(Entries taken from a collection)
———
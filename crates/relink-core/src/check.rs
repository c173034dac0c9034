//! One pass over the registry: probe each provider, rewrite migrated URLs,
//! write the file once if anything changed.

use std::path::Path;

use crate::probe::{Inconclusive, ProbeOutcome, Prober};
use crate::registry::{Registry, RegistryError};
use crate::report::Change;
use crate::rewrite::{migrated_url, PathPolicy};

#[derive(Debug, Clone, Copy, Default)]
pub struct CheckOptions {
    pub policy: PathPolicy,
    /// Compute and report changes without writing the registry.
    pub dry_run: bool,
}

/// Tally of one run.
#[derive(Debug, Clone, Default, PartialEq, Eq)]
pub struct RunSummary {
    pub checked: usize,
    pub valid: usize,
    /// Redirects whose target could be resolved (changed or not).
    pub redirected: usize,
    pub inconclusive: usize,
    /// Records that are not `{name, url}` objects; never probed.
    pub skipped: usize,
    pub changes: Vec<Change>,
    /// True if the registry file was rewritten.
    pub saved: bool,
}

/// Probes every provider in file order and applies rewrites in memory.
///
/// A failure on one provider is logged and never stops the others.
pub fn check_providers<P: Prober + ?Sized>(
    registry: &mut Registry,
    prober: &P,
    policy: PathPolicy,
) -> RunSummary {
    let mut summary = RunSummary::default();
    let records: Vec<(String, Result<(String, String), String>)> = registry
        .records()
        .map(|(key, parsed)| {
            let parsed = parsed
                .map(|p| (p.name.clone(), p.url.clone()))
                .map_err(str::to_string);
            (key.to_string(), parsed)
        })
        .collect();

    for (key, parsed) in records {
        let (name, url) = match parsed {
            Ok(fields) => fields,
            Err(reason) => {
                summary.skipped += 1;
                tracing::warn!("[invalid] record {:?} skipped: {}", key, reason);
                continue;
            }
        };
        tracing::info!("checking {} ({})", name, url);
        summary.checked += 1;

        match prober.probe(&url) {
            ProbeOutcome::Valid => {
                summary.valid += 1;
                tracing::info!("[valid] {} is valid (200 OK)", url);
            }
            ProbeOutcome::Redirect { status, location } => {
                match migrated_url(&url, &location, policy) {
                    Ok(None) => {
                        summary.redirected += 1;
                        tracing::info!("[redirect] {} redirects ({}) to {}", url, status, location);
                        tracing::info!("{} keeps its origin; no change", name);
                    }
                    Ok(Some(new_url)) => {
                        summary.redirected += 1;
                        tracing::info!("[redirect] {} redirects ({}) to {}", url, status, location);
                        registry.set_url(&key, new_url.clone());
                        tracing::info!("[updated] {} URL {} -> {}", name, url, new_url);
                        summary.changes.push(Change {
                            key,
                            name,
                            old_url: url,
                            new_url,
                        });
                    }
                    Err(e) => {
                        summary.inconclusive += 1;
                        tracing::warn!("[invalid] {} redirect to {:?} unusable: {}", url, location, e);
                    }
                }
            }
            ProbeOutcome::Inconclusive(reason) => {
                summary.inconclusive += 1;
                log_inconclusive(&url, &reason);
            }
        }
    }

    summary
}

fn log_inconclusive(url: &str, reason: &Inconclusive) {
    match reason {
        Inconclusive::Status(_) | Inconclusive::MissingLocation(_) => {
            tracing::warn!("[status] {} {}", url, reason)
        }
        Inconclusive::Timeout => tracing::warn!("[timeout] {} {}", url, reason),
        Inconclusive::Unreachable(_) => tracing::warn!("[unreachable] {} {}", url, reason),
        Inconclusive::InvalidUrl(_) => tracing::warn!("[invalid] {} {}", url, reason),
    }
}

/// Load → check → save if changed. Registry errors abort; provider errors do not.
pub fn run<P: Prober + ?Sized>(
    path: &Path,
    prober: &P,
    opts: &CheckOptions,
) -> Result<RunSummary, RegistryError> {
    let mut registry = Registry::load(path)?;
    tracing::info!(
        "loaded {} providers from {} (policy {})",
        registry.len(),
        path.display(),
        opts.policy
    );

    let mut summary = check_providers(&mut registry, prober, opts.policy);

    if summary.changes.is_empty() {
        tracing::info!("no changes needed for {}", path.display());
    } else if opts.dry_run {
        tracing::info!(
            "dry run: {} change(s) not written to {}",
            summary.changes.len(),
            path.display()
        );
    } else {
        registry.save()?;
        summary.saved = true;
        tracing::info!(
            "updated {} with {} new URL(s)",
            path.display(),
            summary.changes.len()
        );
    }

    Ok(summary)
}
———
● **WORK ORDER**:
Set down exactly the lines of the data above, beginning with the line that has "repository c173034dac0c9034" and ending with the line that has "pub fn check_providers<P: Prober", and no others.

● **REPLY**:
repository c173034dac0c9034
//! One pass over the registry: probe each provider, rewrite migrated URLs,
//! write the file once if anything changed.

use std::path::Path;

use crate::probe::{Inconclusive, ProbeOutcome, Prober};
use crate::registry::{Registry, RegistryError};
use crate::report::Change;
use crate::rewrite::{migrated_url, PathPolicy};

#[derive(Debug, Clone, Copy, Default)]
pub struct CheckOptions {
    pub policy: PathPolicy,
    /// Compute and report changes without writing the registry.
    pub dry_run: bool,
}

/// Tally of one run.
#[derive(Debug, Clone, Default, PartialEq, Eq)]
pub struct RunSummary {
    pub checked: usize,
    pub valid: usize,
    /// Redirects whose target could be resolved (changed or not).
    pub redirected: usize,
    pub inconclusive: usize,
    /// Records that are not `{name, url}` objects; never probed.
    pub skipped: usize,
    pub changes: Vec<Change>,
    /// True if the registry file was rewritten.
    pub saved: bool,
}

/// Probes every provider in file order and applies rewrites in memory.
///
/// A failure on one provider is logged and never stops the others.
pub fn check_providers<P: Prober + ?Sized>(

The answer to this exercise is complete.